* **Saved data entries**
◇ ◇ ◇ ◇
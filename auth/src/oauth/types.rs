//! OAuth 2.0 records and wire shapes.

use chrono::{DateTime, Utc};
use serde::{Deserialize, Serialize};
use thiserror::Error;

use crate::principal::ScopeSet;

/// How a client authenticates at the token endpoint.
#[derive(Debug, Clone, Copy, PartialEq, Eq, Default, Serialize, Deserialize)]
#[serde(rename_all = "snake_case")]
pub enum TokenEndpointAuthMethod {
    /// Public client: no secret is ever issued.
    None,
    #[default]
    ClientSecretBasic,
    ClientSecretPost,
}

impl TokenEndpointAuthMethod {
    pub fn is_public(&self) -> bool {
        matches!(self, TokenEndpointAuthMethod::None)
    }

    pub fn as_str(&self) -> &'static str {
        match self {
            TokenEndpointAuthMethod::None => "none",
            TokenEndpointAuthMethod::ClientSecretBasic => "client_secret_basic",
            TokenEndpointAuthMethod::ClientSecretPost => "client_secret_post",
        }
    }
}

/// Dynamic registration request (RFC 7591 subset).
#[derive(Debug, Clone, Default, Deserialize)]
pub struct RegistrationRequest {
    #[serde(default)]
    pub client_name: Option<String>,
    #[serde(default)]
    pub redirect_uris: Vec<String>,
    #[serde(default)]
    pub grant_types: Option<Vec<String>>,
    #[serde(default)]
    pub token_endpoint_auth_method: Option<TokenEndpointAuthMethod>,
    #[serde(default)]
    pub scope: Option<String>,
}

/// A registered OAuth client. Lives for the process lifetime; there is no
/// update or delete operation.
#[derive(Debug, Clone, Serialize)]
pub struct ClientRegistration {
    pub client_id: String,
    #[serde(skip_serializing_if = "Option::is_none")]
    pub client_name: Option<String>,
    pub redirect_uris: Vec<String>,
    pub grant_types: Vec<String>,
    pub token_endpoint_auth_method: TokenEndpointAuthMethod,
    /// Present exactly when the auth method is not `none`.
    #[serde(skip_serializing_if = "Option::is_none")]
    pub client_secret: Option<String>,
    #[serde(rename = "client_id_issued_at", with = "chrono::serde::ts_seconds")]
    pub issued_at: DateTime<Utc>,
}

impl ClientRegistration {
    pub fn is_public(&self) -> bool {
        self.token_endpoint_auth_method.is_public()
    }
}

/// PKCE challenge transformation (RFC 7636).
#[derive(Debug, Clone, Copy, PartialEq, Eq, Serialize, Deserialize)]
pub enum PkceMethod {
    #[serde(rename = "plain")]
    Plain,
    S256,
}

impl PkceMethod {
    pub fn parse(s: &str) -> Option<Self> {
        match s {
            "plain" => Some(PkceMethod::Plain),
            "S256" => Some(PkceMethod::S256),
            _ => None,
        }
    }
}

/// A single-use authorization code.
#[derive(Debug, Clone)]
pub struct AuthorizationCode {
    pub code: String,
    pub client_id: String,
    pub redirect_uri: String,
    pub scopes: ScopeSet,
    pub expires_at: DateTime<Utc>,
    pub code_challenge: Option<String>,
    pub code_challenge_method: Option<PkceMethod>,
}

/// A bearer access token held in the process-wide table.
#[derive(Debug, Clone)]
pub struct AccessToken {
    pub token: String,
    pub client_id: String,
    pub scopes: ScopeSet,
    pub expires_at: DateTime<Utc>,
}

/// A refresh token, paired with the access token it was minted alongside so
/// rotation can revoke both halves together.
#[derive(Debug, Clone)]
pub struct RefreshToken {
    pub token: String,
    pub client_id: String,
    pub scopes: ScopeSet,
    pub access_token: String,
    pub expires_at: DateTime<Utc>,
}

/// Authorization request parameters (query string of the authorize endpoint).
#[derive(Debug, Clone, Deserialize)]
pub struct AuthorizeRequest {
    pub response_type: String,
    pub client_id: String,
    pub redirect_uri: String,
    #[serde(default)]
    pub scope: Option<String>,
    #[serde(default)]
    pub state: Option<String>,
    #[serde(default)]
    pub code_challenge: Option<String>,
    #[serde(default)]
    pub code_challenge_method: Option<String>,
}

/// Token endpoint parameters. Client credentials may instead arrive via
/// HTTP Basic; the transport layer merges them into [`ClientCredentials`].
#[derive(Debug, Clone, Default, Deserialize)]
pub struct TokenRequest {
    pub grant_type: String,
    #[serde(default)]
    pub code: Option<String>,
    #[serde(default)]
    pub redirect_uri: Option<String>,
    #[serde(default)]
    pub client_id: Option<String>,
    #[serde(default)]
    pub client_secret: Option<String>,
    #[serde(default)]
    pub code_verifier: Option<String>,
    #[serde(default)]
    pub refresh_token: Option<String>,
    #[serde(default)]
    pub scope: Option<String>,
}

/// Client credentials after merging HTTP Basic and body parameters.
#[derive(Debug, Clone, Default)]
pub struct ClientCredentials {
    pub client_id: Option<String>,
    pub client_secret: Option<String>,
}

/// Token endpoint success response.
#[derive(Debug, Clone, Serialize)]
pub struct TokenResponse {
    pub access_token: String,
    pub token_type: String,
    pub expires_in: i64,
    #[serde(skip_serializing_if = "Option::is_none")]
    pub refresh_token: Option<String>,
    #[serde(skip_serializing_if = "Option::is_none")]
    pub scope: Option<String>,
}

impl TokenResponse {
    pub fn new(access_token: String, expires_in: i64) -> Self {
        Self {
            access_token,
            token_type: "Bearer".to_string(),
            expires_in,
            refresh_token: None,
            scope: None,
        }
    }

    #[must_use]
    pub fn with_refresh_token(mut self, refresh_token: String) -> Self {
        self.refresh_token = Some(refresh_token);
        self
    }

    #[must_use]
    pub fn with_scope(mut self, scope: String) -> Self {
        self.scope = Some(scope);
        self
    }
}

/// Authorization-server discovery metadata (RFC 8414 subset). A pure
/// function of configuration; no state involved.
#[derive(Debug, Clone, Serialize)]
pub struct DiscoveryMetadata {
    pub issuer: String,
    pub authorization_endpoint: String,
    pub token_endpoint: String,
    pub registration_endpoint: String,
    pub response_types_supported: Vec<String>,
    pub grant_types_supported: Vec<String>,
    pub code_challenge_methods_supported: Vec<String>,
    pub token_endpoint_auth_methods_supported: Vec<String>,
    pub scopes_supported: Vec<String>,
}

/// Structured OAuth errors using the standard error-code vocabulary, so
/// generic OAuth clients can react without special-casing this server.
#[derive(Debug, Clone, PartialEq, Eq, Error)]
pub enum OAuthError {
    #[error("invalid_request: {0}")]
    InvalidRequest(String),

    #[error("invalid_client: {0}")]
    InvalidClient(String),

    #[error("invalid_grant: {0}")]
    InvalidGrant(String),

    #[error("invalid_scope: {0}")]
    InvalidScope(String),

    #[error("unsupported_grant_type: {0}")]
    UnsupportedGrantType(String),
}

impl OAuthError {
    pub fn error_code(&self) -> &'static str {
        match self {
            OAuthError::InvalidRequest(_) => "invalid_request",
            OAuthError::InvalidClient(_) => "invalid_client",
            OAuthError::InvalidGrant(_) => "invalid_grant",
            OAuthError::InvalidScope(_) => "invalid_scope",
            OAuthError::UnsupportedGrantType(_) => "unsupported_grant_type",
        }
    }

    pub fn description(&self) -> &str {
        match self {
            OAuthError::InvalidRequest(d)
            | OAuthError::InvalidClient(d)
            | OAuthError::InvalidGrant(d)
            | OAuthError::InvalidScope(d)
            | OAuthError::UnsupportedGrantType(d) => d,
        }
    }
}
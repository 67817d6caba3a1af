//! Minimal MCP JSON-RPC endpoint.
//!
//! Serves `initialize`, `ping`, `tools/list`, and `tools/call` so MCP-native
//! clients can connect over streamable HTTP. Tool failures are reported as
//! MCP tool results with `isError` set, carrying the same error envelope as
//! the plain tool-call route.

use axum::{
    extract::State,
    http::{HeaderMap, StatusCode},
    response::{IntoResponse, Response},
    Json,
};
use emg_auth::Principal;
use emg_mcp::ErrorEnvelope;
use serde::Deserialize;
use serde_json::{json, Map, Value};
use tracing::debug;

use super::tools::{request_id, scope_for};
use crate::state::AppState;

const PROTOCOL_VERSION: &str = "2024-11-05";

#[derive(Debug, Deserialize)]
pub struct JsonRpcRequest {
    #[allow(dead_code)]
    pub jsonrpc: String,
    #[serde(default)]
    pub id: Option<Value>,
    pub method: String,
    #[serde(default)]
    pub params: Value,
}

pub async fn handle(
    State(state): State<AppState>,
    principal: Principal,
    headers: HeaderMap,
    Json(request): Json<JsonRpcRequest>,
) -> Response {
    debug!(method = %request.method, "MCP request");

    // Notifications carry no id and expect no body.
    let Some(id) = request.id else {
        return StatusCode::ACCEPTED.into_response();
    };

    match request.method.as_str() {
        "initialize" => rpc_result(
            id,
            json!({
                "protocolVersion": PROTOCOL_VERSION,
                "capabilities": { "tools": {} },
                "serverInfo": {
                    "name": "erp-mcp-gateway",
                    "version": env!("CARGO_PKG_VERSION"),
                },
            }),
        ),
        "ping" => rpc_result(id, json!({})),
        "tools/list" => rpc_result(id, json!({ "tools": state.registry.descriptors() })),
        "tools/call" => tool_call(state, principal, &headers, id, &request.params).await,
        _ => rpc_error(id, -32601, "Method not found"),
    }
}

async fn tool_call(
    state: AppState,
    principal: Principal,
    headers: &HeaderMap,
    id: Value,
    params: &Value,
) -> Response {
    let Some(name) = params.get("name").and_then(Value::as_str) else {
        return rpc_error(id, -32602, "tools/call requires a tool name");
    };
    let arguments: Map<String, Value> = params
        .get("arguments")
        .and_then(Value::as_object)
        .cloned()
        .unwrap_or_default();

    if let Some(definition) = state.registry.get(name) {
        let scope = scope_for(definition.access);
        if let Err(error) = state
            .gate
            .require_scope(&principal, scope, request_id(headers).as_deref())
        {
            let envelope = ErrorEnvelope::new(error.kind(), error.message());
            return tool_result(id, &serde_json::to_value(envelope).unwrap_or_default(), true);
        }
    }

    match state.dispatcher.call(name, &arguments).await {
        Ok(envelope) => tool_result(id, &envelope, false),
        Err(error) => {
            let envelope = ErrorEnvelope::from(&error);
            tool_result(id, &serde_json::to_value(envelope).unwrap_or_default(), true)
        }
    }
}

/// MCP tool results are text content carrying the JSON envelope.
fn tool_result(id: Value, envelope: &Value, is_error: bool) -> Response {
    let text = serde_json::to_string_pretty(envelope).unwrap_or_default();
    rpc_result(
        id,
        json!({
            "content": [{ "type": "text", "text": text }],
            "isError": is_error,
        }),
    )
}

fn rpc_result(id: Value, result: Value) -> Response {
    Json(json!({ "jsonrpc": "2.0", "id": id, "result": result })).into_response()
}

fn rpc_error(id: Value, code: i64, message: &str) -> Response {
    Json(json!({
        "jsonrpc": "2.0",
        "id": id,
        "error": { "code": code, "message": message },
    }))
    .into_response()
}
◇ ◇ ◇ ◇
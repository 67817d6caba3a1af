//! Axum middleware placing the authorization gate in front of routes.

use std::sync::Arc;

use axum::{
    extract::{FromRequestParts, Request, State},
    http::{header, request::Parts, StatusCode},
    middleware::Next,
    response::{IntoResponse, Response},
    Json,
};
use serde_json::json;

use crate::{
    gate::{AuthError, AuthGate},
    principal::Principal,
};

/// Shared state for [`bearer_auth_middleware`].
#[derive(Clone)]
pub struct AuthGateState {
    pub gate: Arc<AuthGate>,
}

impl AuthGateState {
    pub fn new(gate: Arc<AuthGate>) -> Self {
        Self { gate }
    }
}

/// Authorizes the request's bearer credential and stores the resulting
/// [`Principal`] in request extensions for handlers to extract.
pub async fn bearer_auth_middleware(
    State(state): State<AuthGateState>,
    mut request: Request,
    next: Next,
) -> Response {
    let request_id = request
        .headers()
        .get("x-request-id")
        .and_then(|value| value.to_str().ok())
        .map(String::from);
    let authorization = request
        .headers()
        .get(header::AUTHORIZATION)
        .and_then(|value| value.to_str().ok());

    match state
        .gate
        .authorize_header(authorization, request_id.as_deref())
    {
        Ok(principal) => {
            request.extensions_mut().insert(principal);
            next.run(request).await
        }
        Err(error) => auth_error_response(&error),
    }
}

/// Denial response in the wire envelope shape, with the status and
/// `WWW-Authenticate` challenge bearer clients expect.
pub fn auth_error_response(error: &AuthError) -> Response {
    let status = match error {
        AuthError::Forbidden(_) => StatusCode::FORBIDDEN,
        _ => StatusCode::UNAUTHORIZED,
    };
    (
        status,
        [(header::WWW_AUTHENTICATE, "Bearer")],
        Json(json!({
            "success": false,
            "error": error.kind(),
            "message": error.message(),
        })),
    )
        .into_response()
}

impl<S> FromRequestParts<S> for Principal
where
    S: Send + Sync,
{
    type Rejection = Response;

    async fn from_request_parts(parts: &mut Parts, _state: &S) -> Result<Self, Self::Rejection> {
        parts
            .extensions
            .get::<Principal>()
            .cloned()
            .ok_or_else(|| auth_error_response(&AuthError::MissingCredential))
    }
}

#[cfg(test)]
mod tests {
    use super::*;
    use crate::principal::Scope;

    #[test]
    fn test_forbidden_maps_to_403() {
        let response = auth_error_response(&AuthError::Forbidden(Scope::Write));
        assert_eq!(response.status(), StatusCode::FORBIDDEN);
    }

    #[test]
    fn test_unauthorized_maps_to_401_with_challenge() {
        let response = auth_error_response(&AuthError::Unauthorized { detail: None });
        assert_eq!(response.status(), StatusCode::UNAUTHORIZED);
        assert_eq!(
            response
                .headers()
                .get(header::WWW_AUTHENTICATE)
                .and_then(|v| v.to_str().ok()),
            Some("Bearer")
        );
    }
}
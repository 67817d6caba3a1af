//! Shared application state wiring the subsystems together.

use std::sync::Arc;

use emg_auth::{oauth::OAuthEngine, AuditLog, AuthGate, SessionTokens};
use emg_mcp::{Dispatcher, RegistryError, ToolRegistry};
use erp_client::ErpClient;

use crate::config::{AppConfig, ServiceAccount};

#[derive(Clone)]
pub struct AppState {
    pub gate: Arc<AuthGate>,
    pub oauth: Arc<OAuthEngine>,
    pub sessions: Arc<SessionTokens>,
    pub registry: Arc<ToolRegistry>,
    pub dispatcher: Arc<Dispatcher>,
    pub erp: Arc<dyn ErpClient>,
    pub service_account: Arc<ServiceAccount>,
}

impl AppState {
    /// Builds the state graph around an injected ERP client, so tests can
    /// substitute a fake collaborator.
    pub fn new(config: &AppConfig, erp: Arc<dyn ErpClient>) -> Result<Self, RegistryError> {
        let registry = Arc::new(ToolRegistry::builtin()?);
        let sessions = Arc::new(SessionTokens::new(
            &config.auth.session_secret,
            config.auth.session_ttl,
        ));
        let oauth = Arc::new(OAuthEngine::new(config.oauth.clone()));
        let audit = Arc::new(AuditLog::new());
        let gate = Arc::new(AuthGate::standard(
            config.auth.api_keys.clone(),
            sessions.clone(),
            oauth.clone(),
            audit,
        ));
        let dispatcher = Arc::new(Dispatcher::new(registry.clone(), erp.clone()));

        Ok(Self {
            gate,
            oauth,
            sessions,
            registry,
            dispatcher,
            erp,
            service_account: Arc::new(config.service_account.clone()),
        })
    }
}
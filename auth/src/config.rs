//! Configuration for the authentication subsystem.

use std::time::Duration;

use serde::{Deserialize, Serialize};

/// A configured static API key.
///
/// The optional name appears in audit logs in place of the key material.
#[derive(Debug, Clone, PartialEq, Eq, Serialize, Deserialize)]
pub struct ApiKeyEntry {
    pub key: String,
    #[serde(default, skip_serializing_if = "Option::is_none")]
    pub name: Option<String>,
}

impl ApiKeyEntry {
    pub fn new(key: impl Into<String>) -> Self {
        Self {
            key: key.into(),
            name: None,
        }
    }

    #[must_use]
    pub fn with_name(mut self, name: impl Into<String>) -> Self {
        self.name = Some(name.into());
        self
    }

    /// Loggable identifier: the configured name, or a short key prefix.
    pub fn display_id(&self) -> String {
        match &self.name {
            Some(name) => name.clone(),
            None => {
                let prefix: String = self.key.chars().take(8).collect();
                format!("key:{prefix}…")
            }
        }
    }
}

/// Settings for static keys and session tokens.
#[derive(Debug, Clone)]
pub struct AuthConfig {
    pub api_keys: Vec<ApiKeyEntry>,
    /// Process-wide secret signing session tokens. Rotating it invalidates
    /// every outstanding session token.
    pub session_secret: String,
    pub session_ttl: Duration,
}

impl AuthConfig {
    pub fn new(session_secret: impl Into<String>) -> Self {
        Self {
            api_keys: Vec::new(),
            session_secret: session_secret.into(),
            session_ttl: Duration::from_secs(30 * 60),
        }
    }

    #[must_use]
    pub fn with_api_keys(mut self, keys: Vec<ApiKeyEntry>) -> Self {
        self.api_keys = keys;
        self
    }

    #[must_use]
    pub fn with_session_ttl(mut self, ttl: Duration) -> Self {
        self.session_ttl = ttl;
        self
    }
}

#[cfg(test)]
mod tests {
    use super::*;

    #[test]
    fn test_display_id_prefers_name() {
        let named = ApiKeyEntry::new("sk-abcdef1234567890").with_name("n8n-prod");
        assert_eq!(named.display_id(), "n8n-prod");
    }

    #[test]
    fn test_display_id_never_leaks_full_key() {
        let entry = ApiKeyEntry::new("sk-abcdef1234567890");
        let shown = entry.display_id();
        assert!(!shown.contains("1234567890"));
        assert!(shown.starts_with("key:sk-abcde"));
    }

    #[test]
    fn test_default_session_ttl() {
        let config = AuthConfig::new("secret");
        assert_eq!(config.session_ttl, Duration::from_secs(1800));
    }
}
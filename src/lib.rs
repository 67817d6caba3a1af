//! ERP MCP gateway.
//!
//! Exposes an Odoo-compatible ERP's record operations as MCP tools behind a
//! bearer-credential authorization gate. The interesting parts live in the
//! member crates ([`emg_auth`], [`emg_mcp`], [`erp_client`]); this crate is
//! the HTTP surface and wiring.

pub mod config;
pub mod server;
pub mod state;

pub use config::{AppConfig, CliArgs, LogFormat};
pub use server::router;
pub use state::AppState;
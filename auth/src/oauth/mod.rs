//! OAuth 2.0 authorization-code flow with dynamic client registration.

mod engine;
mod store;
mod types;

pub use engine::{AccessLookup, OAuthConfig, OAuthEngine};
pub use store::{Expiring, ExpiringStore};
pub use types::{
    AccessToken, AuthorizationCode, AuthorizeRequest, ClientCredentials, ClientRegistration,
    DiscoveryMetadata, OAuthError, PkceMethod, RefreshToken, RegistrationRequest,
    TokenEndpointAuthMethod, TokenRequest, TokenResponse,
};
◇ ◇ ◇ ◇
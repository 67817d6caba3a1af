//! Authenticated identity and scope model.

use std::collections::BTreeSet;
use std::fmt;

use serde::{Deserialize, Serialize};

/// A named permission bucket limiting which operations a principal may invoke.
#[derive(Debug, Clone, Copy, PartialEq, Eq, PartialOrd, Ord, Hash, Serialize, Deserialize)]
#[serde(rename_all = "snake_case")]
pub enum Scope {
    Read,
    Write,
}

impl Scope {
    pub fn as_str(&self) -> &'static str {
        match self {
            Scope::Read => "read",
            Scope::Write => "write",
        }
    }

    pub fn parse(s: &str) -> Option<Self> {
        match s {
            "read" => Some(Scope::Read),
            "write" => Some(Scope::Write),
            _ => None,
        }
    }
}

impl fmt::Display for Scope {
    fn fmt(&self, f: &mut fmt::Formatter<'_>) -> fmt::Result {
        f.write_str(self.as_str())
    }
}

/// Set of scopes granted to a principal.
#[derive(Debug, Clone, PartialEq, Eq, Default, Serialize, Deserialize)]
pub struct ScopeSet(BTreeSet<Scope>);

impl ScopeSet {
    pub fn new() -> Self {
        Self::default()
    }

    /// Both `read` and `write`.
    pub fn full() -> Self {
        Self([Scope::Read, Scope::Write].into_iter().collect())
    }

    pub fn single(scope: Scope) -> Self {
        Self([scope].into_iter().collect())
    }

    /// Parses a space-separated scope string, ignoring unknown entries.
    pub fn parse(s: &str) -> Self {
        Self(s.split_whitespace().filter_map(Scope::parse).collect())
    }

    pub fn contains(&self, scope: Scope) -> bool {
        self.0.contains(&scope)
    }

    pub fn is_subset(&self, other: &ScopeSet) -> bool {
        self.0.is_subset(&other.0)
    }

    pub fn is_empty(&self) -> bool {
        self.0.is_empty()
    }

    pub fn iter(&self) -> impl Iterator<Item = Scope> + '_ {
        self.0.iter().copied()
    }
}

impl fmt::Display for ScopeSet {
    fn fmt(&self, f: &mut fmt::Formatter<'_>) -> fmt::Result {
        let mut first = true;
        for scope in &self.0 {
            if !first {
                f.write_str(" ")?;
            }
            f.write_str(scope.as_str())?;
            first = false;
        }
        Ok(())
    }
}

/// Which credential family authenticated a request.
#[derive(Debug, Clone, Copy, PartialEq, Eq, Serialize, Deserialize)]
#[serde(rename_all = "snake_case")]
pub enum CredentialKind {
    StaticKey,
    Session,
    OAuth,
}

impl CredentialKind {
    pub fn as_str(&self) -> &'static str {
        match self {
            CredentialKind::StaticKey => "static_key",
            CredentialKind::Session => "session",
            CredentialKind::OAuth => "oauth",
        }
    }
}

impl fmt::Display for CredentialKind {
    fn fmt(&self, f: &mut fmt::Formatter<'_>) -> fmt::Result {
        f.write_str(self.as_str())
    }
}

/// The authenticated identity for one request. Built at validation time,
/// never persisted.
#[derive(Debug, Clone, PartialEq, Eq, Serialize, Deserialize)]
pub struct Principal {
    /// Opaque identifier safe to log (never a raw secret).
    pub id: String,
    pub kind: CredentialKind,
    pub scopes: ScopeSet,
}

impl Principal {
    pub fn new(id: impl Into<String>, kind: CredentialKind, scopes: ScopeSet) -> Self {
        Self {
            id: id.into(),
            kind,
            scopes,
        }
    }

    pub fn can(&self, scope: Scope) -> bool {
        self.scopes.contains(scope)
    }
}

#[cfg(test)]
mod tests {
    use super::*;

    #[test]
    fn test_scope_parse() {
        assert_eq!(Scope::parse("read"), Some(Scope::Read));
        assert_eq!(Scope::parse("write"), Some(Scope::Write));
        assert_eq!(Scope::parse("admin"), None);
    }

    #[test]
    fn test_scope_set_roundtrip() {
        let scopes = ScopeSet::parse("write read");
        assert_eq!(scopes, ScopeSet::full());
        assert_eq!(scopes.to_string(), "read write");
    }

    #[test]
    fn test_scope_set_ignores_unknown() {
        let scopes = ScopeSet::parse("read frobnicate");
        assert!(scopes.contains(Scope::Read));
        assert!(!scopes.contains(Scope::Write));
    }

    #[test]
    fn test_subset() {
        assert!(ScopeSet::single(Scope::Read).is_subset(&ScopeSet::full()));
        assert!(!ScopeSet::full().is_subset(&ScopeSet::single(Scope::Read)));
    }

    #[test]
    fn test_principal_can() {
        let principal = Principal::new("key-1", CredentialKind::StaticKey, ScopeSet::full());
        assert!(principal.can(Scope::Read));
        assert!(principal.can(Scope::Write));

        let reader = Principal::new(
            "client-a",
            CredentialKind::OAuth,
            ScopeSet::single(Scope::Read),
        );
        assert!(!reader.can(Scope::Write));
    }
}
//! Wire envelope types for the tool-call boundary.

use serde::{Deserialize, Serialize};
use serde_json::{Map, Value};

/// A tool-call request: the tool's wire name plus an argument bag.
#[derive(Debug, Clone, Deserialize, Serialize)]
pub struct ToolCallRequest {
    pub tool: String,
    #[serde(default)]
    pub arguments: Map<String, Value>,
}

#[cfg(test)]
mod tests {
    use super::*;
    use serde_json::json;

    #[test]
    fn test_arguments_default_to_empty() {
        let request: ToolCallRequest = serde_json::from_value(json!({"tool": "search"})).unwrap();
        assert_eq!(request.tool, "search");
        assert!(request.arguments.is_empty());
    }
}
◇ ◇ ◇ ◇
* **Exercise requirements**
Please go over the data above and tally every line holding "PkceMethod"; reply only with the count.

* **Your solution**
6